## Work instruction
Below are the records; output them exactly from the first line through the line with "past 50 characters.", stopping there.

::::

//! Board aggregate root.

use super::{BoardColumn, BoardDomainError, BoardId, ColumnId, ColumnKey};
use crate::user::domain::UserId;
use chrono::{DateTime, Utc};
use mockable::Clock;
use serde::{Deserialize, Serialize};
use std::fmt;

const MAX_NAME_LENGTH: usize = 50;
const MAX_DESCRIPTION_LENGTH: usize = 200;

/// Validated board name.
#[derive(Debug, Clone, PartialEq, Eq, Hash, Serialize, Deserialize)]
#[serde(transparent)]
pub struct BoardName(String);

impl BoardName {
    /// Creates a validated board name.
    ///
    /// # Errors
    ///
    /// Returns [`BoardDomainError::EmptyBoardName`] when the trimmed value is
    /// empty and [`BoardDomainError::BoardNameTooLong`] past 50 characters.
    pub fn new(value: impl Into<String>) -> Result<Self, BoardDomainError> {
        let raw = value.into();
        let trimmed = raw.trim();
        if trimmed.is_empty() {
            return Err(BoardDomainError::EmptyBoardName);
        }
        let length = trimmed.chars().count();
        if length > MAX_NAME_LENGTH {
            return Err(BoardDomainError::BoardNameTooLong {
                max: MAX_NAME_LENGTH,
                actual: length,
            });
        }
        Ok(Self(trimmed.to_owned()))
    }

    /// Returns the name as `str`.
    #[must_use]
    pub fn as_str(&self) -> &str {
        &self.0
    }
}

impl fmt::Display for BoardName {
    fn fmt(&self, f: &mut fmt::Formatter<'_>) -> fmt::Result {
        f.write_str(&self.0)
    }
}

/// A named collection of columns and tasks owned by a user.
#[derive(Debug, Clone, PartialEq, Eq, Serialize, Deserialize)]
pub struct Board {
    id: BoardId,
    name: BoardName,
    description: Option<String>,
    owner: UserId,
    members: Vec<UserId>,
    columns: Vec<BoardColumn>,
    created_at: DateTime<Utc>,
    updated_at: DateTime<Utc>,
}

/// Parameter object for reconstructing a persisted board.
#[derive(Debug, Clone, PartialEq, Eq)]
pub struct PersistedBoardData {
    /// Persisted identifier.
    pub id: BoardId,
    /// Persisted name.
    pub name: BoardName,
    /// Persisted description.
    pub description: Option<String>,
    /// Persisted owner.
    pub owner: UserId,
    /// Persisted members.
    pub members: Vec<UserId>,
    /// Persisted columns in any order.
    pub columns: Vec<BoardColumn>,
    /// Persisted creation timestamp.
    pub created_at: DateTime<Utc>,
    /// Persisted update timestamp.
    pub updated_at: DateTime<Utc>,
}

impl Board {
    /// Creates a board with the three default columns.
    ///
    /// # Errors
    ///
    /// Returns [`BoardDomainError::DescriptionTooLong`] past 200 characters.
    pub fn new(
        name: BoardName,
        description: Option<String>,
        owner: UserId,
        clock: &impl Clock,
    ) -> Result<Self, BoardDomainError> {
        let description = normalize_description(description)?;
        let id = BoardId::new();
        let columns = ColumnKey::ALL
            .into_iter()
            .zip(0..)
            .map(|(key, position)| BoardColumn::default_for(id, key, position))
            .collect();
        let timestamp = clock.utc();
        Ok(Self {
            id,
            name,
            description,
            owner,
            members: Vec::new(),
            columns,
            created_at: timestamp,
            updated_at: timestamp,
        })
    }

    /// Reconstructs a board from persisted storage, sorting its columns.
    #[must_use]
    pub fn from_persisted(data: PersistedBoardData) -> Self {
        let mut columns = data.columns;
        columns.sort_by_key(BoardColumn::position);
        Self {
            id: data.id,
            name: data.name,
            description: data.description,
            owner: data.owner,
            members: data.members,
            columns,
            created_at: data.created_at,
            updated_at: data.updated_at,
        }
    }

    /// Returns the board identifier.
    #[must_use]
    pub const fn id(&self) -> BoardId {
        self.id
    }

    /// Returns the board name.
    #[must_use]
    pub const fn name(&self) -> &BoardName {
        &self.name
    }

    /// Returns the description, if any.
    #[must_use]
    pub fn description(&self) -> Option<&str> {
        self.description.as_deref()
    }

    /// Returns the owning user.
    #[must_use]
    pub const fn owner(&self) -> UserId {
        self.owner
    }

    /// Returns the board members, excluding the owner.
    #[must_use]
    pub fn members(&self) -> &[UserId] {
        &self.members
    }

    /// Returns the columns in board order.
    #[must_use]
    pub fn columns(&self) -> &[BoardColumn] {
        &self.columns
    }

    /// Returns the creation timestamp.
    #[must_use]
    pub const fn created_at(&self) -> DateTime<Utc> {
        self.created_at
    }

    /// Returns the latest update timestamp.
    #[must_use]
    pub const fn updated_at(&self) -> DateTime<Utc> {
        self.updated_at
    }

    /// Returns the leftmost column, where new tasks land by default.
    #[must_use]
    pub fn first_column(&self) -> Option<&BoardColumn> {
        self.columns.first()
    }

    /// Resolves a lane key to this board's concrete column.
    #[must_use]
    pub fn column_for(&self, key: ColumnKey) -> Option<&BoardColumn> {
        self.columns.iter().find(|column| column.key() == key)
    }

    /// Finds a column of this board by identifier.
    #[must_use]
    pub fn column_by_id(&self, id: ColumnId) -> Option<&BoardColumn> {
        self.columns.iter().find(|column| column.id() == id)
    }

    /// Returns whether `user` owns or is a member of the board.
    #[must_use]
    pub fn is_accessible_by(&self, user: UserId) -> bool {
        self.owner == user || self.members.contains(&user)
    }

    /// Adds a member. Returns `false` when the user already has access.
    pub fn add_member(&mut self, user: UserId, clock: &impl Clock) -> bool {
        if self.is_accessible_by(user) {
            return false;
        }
        self.members.push(user);
        self.updated_at = clock.utc();
        true
    }
}

fn normalize_description(description: Option<String>) -> Result<Option<String>, BoardDomainError> {
    let Some(raw) = description else {
        return Ok(None);
    };
    let trimmed = raw.trim();
    if trimmed.is_empty() {
        return Ok(None);
    }
    let length = trimmed.chars().count();
    if length > MAX_DESCRIPTION_LENGTH {
        return Err(BoardDomainError::DescriptionTooLong {
            max: MAX_DESCRIPTION_LENGTH,
            actual: length,
        });
    }
    Ok(Some(trimmed.to_owned()))
}
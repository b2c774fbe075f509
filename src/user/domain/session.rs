//! Resolved request session.

use super::{Unauthorized, UserId};

/// The caller on whose behalf a service operation runs.
///
/// Sessions are produced by whatever authentication layer fronts the crate.
/// An anonymous session may read nothing that is protected.
#[derive(Debug, Clone, Copy, PartialEq, Eq, Default)]
pub struct Session {
    user: Option<UserId>,
}

impl Session {
    /// Session for a signed-in user.
    #[must_use]
    pub const fn authenticated(user: UserId) -> Self {
        Self { user: Some(user) }
    }

    /// Session without a signed-in user.
    #[must_use]
    pub const fn anonymous() -> Self {
        Self { user: None }
    }

    /// Returns the signed-in user, if any.
    #[must_use]
    pub const fn user_id(&self) -> Option<UserId> {
        self.user
    }

    /// Returns the signed-in user or [`Unauthorized`].
    ///
    /// # Errors
    ///
    /// Returns [`Unauthorized`] for anonymous sessions.
    pub const fn require_user(&self) -> Result<UserId, Unauthorized> {
        match self.user {
            Some(user) => Ok(user),
            None => Err(Unauthorized),
        }
    }
}
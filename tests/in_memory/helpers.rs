//! Shared test helpers for in-memory integration tests.

use corkboard::board::{adapters::memory::InMemoryBoardRepository, domain::ColumnKey};
use corkboard::dashboard::{
    adapters::{InProcessGateway, RecordingNotifier},
    services::{DashboardController, SyncConfig},
};
use corkboard::task::{adapters::memory::InMemoryTaskRepository, domain::TaskId};
use corkboard::user::{
    adapters::memory::InMemoryUserRepository,
    domain::{Session, User},
    services::{RegisterUserRequest, UserDirectoryService},
};
use mockable::DefaultClock;
use rstest::fixture;
use std::sync::Arc;

/// Gateway type used by every test client.
pub type Gateway = InProcessGateway<
    InMemoryTaskRepository,
    InMemoryBoardRepository,
    InMemoryUserRepository,
    DefaultClock,
>;

/// Dashboard controller type used by every test client.
pub type Client = DashboardController<Gateway, RecordingNotifier>;

/// Repositories shared by all clients of one test.
#[derive(Clone, Default)]
pub struct Backend {
    pub tasks: Arc<InMemoryTaskRepository>,
    pub boards: Arc<InMemoryBoardRepository>,
    pub users: Arc<InMemoryUserRepository>,
}

impl Backend {
    /// Registers a user and returns the stored record.
    pub async fn register(&self, name: &str, email: &str) -> User {
        UserDirectoryService::new(Arc::clone(&self.users), Arc::new(DefaultClock))
            .register(RegisterUserRequest::new(name, email))
            .await
            .expect("registration succeeds")
    }

    /// Opens a dashboard client acting for `session`.
    pub fn client(&self, session: Session, config: SyncConfig) -> (Client, RecordingNotifier) {
        let gateway = InProcessGateway::new(
            Arc::clone(&self.tasks),
            Arc::clone(&self.boards),
            Arc::clone(&self.users),
            Arc::new(DefaultClock),
            session,
        );
        let notifier = RecordingNotifier::new();
        let client = DashboardController::new(
            Arc::new(gateway),
            Arc::new(notifier.clone()),
            config,
        );
        (client, notifier)
    }

    /// Opens a client for a signed-in user with default sync settings.
    pub fn client_for(&self, user: &User) -> (Client, RecordingNotifier) {
        self.client(Session::authenticated(user.id()), SyncConfig::default())
    }
}

/// Provides fresh shared repositories for each test.
#[fixture]
pub fn backend() -> Backend {
    Backend::default()
}

/// Creates a board through `client` and fills its todo lane with `titles`.
pub async fn seed_board(client: &mut Client, titles: &[&str]) -> Vec<TaskId> {
    client
        .create_board("Sprint", Some("Integration board"))
        .await
        .expect("board created");
    let mut ids = Vec::with_capacity(titles.len());
    for title in titles {
        let id = client
            .create_task(corkboard::task::domain::TaskDraft::new(*title))
            .await
            .expect("task created");
        ids.push(id);
    }
    ids
}

/// Titles of a lane in the client's store, in display order.
pub fn lane(client: &Client, status: ColumnKey) -> Vec<String> {
    client
        .store()
        .tasks_in(status)
        .into_iter()
        .map(|task| task.title().as_str().to_owned())
        .collect()
}

/// Drags `task` over `target` and drops it there.
pub async fn drag_onto(client: &mut Client, task: TaskId, target: &str) -> bool {
    assert!(client.drag_start(task), "task is on the active board");
    client.drag_over(Some(target));
    client.drop_task(Some(target)).await
}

::::

## Solution for this problem
//! Board aggregate root.

use super::{BoardColumn, BoardDomainError, BoardId, ColumnId, ColumnKey};
use crate::user::domain::UserId;
use chrono::{DateTime, Utc};
use mockable::Clock;
use serde::{Deserialize, Serialize};
use std::fmt;

const MAX_NAME_LENGTH: usize = 50;
const MAX_DESCRIPTION_LENGTH: usize = 200;

/// Validated board name.
#[derive(Debug, Clone, PartialEq, Eq, Hash, Serialize, Deserialize)]
#[serde(transparent)]
pub struct BoardName(String);

impl BoardName {
    /// Creates a validated board name.
    ///
    /// # Errors
    ///
    /// Returns [`BoardDomainError::EmptyBoardName`] when the trimmed value is
    /// empty and [`BoardDomainError::BoardNameTooLong`] past 50 characters.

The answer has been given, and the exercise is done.